Could you transcribe all of the data word for word?
□ □ □ □ □ □ □
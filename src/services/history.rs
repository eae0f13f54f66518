use actix_web::web;
use async_trait::async_trait;
use futures_util::TryStreamExt;
use mongodb::Collection;
use mongodb::bson::{Document, doc, oid::ObjectId};
use std::sync::{Arc, Mutex};

use crate::db::kv_store::KeyValueStore;
use crate::error::AppError;
use crate::models::history_item::{HistoryItem, LocalHistoryRecord, NewHistoryEntry};
use crate::models::qr_code::QrCodeRecord;

/// Key of the local collection.
pub const HISTORY_KEY: &str = "qr-history";

#[async_trait]
pub trait HistoryStore: Send + Sync {
    /// Record a new entry with a fresh id and the current time; returns the stored item.
    async fn save(&self, entry: NewHistoryEntry) -> Result<HistoryItem, AppError>;
    /// Every item, most recent first.
    async fn list(&self) -> Result<Vec<HistoryItem>, AppError>;
    /// Remove one item. Unknown ids are not an error.
    async fn delete(&self, id: &str) -> Result<(), AppError>;
    async fn clear(&self) -> Result<(), AppError>;
}

/// Bounded history kept under one key of a [`KeyValueStore`], rewritten in
/// full on every change.
#[derive(Clone)]
pub struct LocalHistory {
    store: Arc<dyn KeyValueStore>,
    capacity: usize,
    // Serializes read-modify-write cycles on the collection
    write_lock: Arc<Mutex<()>>,
}

impl LocalHistory {
    pub fn new(store: Arc<dyn KeyValueStore>, capacity: usize) -> Self {
        Self {
            store,
            capacity,
            write_lock: Arc::new(Mutex::new(())),
        }
    }

    pub fn capacity(&self) -> usize {
        self.capacity
    }

    fn load(&self) -> Result<Vec<LocalHistoryRecord>, AppError> {
        let Some(raw) = self.store.get(HISTORY_KEY)? else {
            return Ok(Vec::new());
        };
        match serde_json::from_str(&raw) {
            Ok(records) => Ok(records),
            Err(e) => {
                log::warn!("Discarding unreadable local history: {}", e);
                Ok(Vec::new())
            }
        }
    }

    fn store_all(&self, records: &[LocalHistoryRecord]) -> Result<(), AppError> {
        let raw = serde_json::to_string(records)?;
        self.store.put(HISTORY_KEY, &raw)
    }

    fn lock(&self) -> Result<std::sync::MutexGuard<'_, ()>, AppError> {
        self.write_lock
            .lock()
            .map_err(|_| AppError::Internal("history lock poisoned".to_string()))
    }

    // The store may touch the filesystem, so run against it on the blocking pool
    async fn blocking<T, F>(&self, f: F) -> Result<T, AppError>
    where
        T: Send + 'static,
        F: FnOnce(&LocalHistory) -> Result<T, AppError> + Send + 'static,
    {
        let history = self.clone();
        web::block(move || f(&history))
            .await
            .map_err(|e| AppError::Internal(format!("local history task failed: {}", e)))?
    }
}

#[async_trait]
impl HistoryStore for LocalHistory {
    async fn save(&self, entry: NewHistoryEntry) -> Result<HistoryItem, AppError> {
        self.blocking(move |history| {
            let _guard = history.lock()?;
            let mut records = history.load()?;
            let record = LocalHistoryRecord::new(entry.scheme, entry.payload);
            records.insert(0, record.clone());
            records.truncate(history.capacity);
            history.store_all(&records)?;
            log::info!("Saved {} code {} to local history", record.scheme, record.id);
            Ok(record.into())
        })
        .await
    }

    async fn list(&self) -> Result<Vec<HistoryItem>, AppError> {
        self.blocking(|history| Ok(history.load()?.into_iter().map(HistoryItem::from).collect()))
            .await
    }

    async fn delete(&self, id: &str) -> Result<(), AppError> {
        let id = id.to_string();
        self.blocking(move |history| {
            let _guard = history.lock()?;
            let mut records = history.load()?;
            let before = records.len();
            records.retain(|record| record.id != id);
            if records.len() != before {
                history.store_all(&records)?;
                log::info!("Deleted {} from local history", id);
            }
            Ok(())
        })
        .await
    }

    async fn clear(&self) -> Result<(), AppError> {
        self.blocking(|history| {
            let _guard = history.lock()?;
            history.store_all(&[])
        })
        .await
    }
}

// Newest first; `_id` breaks ties between codes saved in the same millisecond
fn newest_first() -> Document {
    doc! { "created_at": -1, "_id": -1 }
}

/// One owner's view of the remote collection.
pub struct RemoteHistory {
    collection: Collection<QrCodeRecord>,
    owner: String,
}

impl RemoteHistory {
    pub fn new(collection: Collection<QrCodeRecord>, owner: impl Into<String>) -> Self {
        Self {
            collection,
            owner: owner.into(),
        }
    }
}

#[async_trait]
impl HistoryStore for RemoteHistory {
    async fn save(&self, entry: NewHistoryEntry) -> Result<HistoryItem, AppError> {
        let mut record = QrCodeRecord::new(self.owner.clone(), entry);
        let result = self.collection.insert_one(&record).await?;
        record.id = result.inserted_id.as_object_id();
        log::info!("Saved {} code for owner {}", record.scheme, self.owner);
        Ok(record.into())
    }

    async fn list(&self) -> Result<Vec<HistoryItem>, AppError> {
        let records = self
            .collection
            .find(doc! { "owner": &self.owner })
            .sort(newest_first())
            .await?
            .try_collect::<Vec<QrCodeRecord>>()
            .await?;
        Ok(records.into_iter().map(HistoryItem::from).collect())
    }

    async fn delete(&self, id: &str) -> Result<(), AppError> {
        let object_id = ObjectId::parse_str(id)
            .map_err(|_| AppError::InvalidRequest("Invalid QR code ID format".to_string()))?;
        let result = self
            .collection
            .delete_one(doc! { "_id": object_id, "owner": &self.owner })
            .await?;
        log::info!(
            "Deleted {} remote code(s) with id {} for owner {}",
            result.deleted_count,
            id,
            self.owner
        );
        Ok(())
    }

    async fn clear(&self) -> Result<(), AppError> {
        let result = self
            .collection
            .delete_many(doc! { "owner": &self.owner })
            .await?;
        log::info!("Cleared {} remote codes for owner {}", result.deleted_count, self.owner);
        Ok(())
    }
}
□ □ □ □ □ □ □
§ **EXERCISE OUTPUT**
filename src/services/history.rs
repository eae0f13f54f66518
use actix_web::web;
use async_trait::async_trait;
use futures_util::TryStreamExt;
use mongodb::Collection;
use mongodb::bson::{Document, doc, oid::ObjectId};
use std::sync::{Arc, Mutex};

use crate::db::kv_store::KeyValueStore;
use crate::error::AppError;
use crate::models::history_item::{HistoryItem, LocalHistoryRecord, NewHistoryEntry};
use crate::models::qr_code::QrCodeRecord;

/// Key of the local collection.
pub const HISTORY_KEY: &str = "qr-history";

#[async_trait]
pub trait HistoryStore: Send + Sync {
    /// Record a new entry with a fresh id and the current time; returns the stored item.
    async fn save(&self, entry: NewHistoryEntry) -> Result<HistoryItem, AppError>;
    /// Every item, most recent first.
    async fn list(&self) -> Result<Vec<HistoryItem>, AppError>;
    /// Remove one item. Unknown ids are not an error.
    async fn delete(&self, id: &str) -> Result<(), AppError>;
    async fn clear(&self) -> Result<(), AppError>;
}

/// Bounded history kept under one key of a [`KeyValueStore`], rewritten in
/// full on every change.
#[derive(Clone)]
pub struct LocalHistory {
    store: Arc<dyn KeyValueStore>,
    capacity: usize,
    // Serializes read-modify-write cycles on the collection
    write_lock: Arc<Mutex<()>>,
}

impl LocalHistory {
    pub fn new(store: Arc<dyn KeyValueStore>, capacity: usize) -> Self {
        Self {
            store,
            capacity,
            write_lock: Arc::new(Mutex::new(())),
        }
    }

    pub fn capacity(&self) -> usize {
        self.capacity
    }

    fn load(&self) -> Result<Vec<LocalHistoryRecord>, AppError> {
        let Some(raw) = self.store.get(HISTORY_KEY)? else {
            return Ok(Vec::new());
        };
        match serde_json::from_str(&raw) {
            Ok(records) => Ok(records),
            Err(e) => {
                log::warn!("Discarding unreadable local history: {}", e);
                Ok(Vec::new())
            }
        }
    }

    fn store_all(&self, records: &[LocalHistoryRecord]) -> Result<(), AppError> {
        let raw = serde_json::to_string(records)?;
        self.store.put(HISTORY_KEY, &raw)
    }

    fn lock(&self) -> Result<std::sync::MutexGuard<'_, ()>, AppError> {
        self.write_lock
            .lock()
            .map_err(|_| AppError::Internal("history lock poisoned".to_string()))
    }

    // The store may touch the filesystem, so run against it on the blocking pool
    async fn blocking<T, F>(&self, f: F) -> Result<T, AppError>
    where
        T: Send + 'static,
        F: FnOnce(&LocalHistory) -> Result<T, AppError> + Send + 'static,
    {
        let history = self.clone();
        web::block(move || f(&history))
            .await
            .map_err(|e| AppError::Internal(format!("local history task failed: {}", e)))?
    }
}

#[async_trait]
impl HistoryStore for LocalHistory {
    async fn save(&self, entry: NewHistoryEntry) -> Result<HistoryItem, AppError> {
        self.blocking(move |history| {
            let _guard = history.lock()?;
            let mut records = history.load()?;
            let record = LocalHistoryRecord::new(entry.scheme, entry.payload);
            records.insert(0, record.clone());
            records.truncate(history.capacity);
            history.store_all(&records)?;
            log::info!("Saved {} code {} to local history", record.scheme, record.id);
            Ok(record.into())
        })
        .await
    }

    async fn list(&self) -> Result<Vec<HistoryItem>, AppError> {
        self.blocking(|history| Ok(history.load()?.into_iter().map(HistoryItem::from).collect()))
            .await
    }

    async fn delete(&self, id: &str) -> Result<(), AppError> {
        let id = id.to_string();
        self.blocking(move |history| {
            let _guard = history.lock()?;
            let mut records = history.load()?;
            let before = records.len();
            records.retain(|record| record.id != id);
            if records.len() != before {
                history.store_all(&records)?;
                log::info!("Deleted {} from local history", id);
            }
            Ok(())
        })
        .await
    }

    async fn clear(&self) -> Result<(), AppError> {
        self.blocking(|history| {
            let _guard = history.lock()?;
            history.store_all(&[])
        })
        .await
    }
}

// Newest first; `_id` breaks ties between codes saved in the same millisecond
fn newest_first() -> Document {
    doc! { "created_at": -1, "_id": -1 }
}

/// One owner's view of the remote collection.
pub struct RemoteHistory {
    collection: Collection<QrCodeRecord>,
    owner: String,
}

impl RemoteHistory {
    pub fn new(collection: Collection<QrCodeRecord>, owner: impl Into<String>) -> Self {
        Self {
            collection,
            owner: owner.into(),
        }
    }
}

#[async_trait]
impl HistoryStore for RemoteHistory {
    async fn save(&self, entry: NewHistoryEntry) -> Result<HistoryItem, AppError> {
        let mut record = QrCodeRecord::new(self.owner.clone(), entry);
        let result = self.collection.insert_one(&record).await?;
        record.id = result.inserted_id.as_object_id();
        log::info!("Saved {} code for owner {}", record.scheme, self.owner);
        Ok(record.into())
    }

    async fn list(&self) -> Result<Vec<HistoryItem>, AppError> {
        let records = self
            .collection
            .find(doc! { "owner": &self.owner })
            .sort(newest_first())
            .await?
            .try_collect::<Vec<QrCodeRecord>>()
            .await?;
        Ok(records.into_iter().map(HistoryItem::from).collect())
    }

    async fn delete(&self, id: &str) -> Result<(), AppError> {
        let object_id = ObjectId::parse_str(id)
            .map_err(|_| AppError::InvalidRequest("Invalid QR code ID format".to_string()))?;
        let result = self
            .collection
            .delete_one(doc! { "_id": object_id, "owner": &self.owner })
            .await?;
        log::info!(
            "Deleted {} remote code(s) with id {} for owner {}",
            result.deleted_count,
            id,
            self.owner
        );
        Ok(())
    }

    async fn clear(&self) -> Result<(), AppError> {
        let result = self
            .collection
            .delete_many(doc! { "owner": &self.owner })
            .await?;
        log::info!("Cleared {} remote codes for owner {}", result.deleted_count, self.owner);
        Ok(())
    }
}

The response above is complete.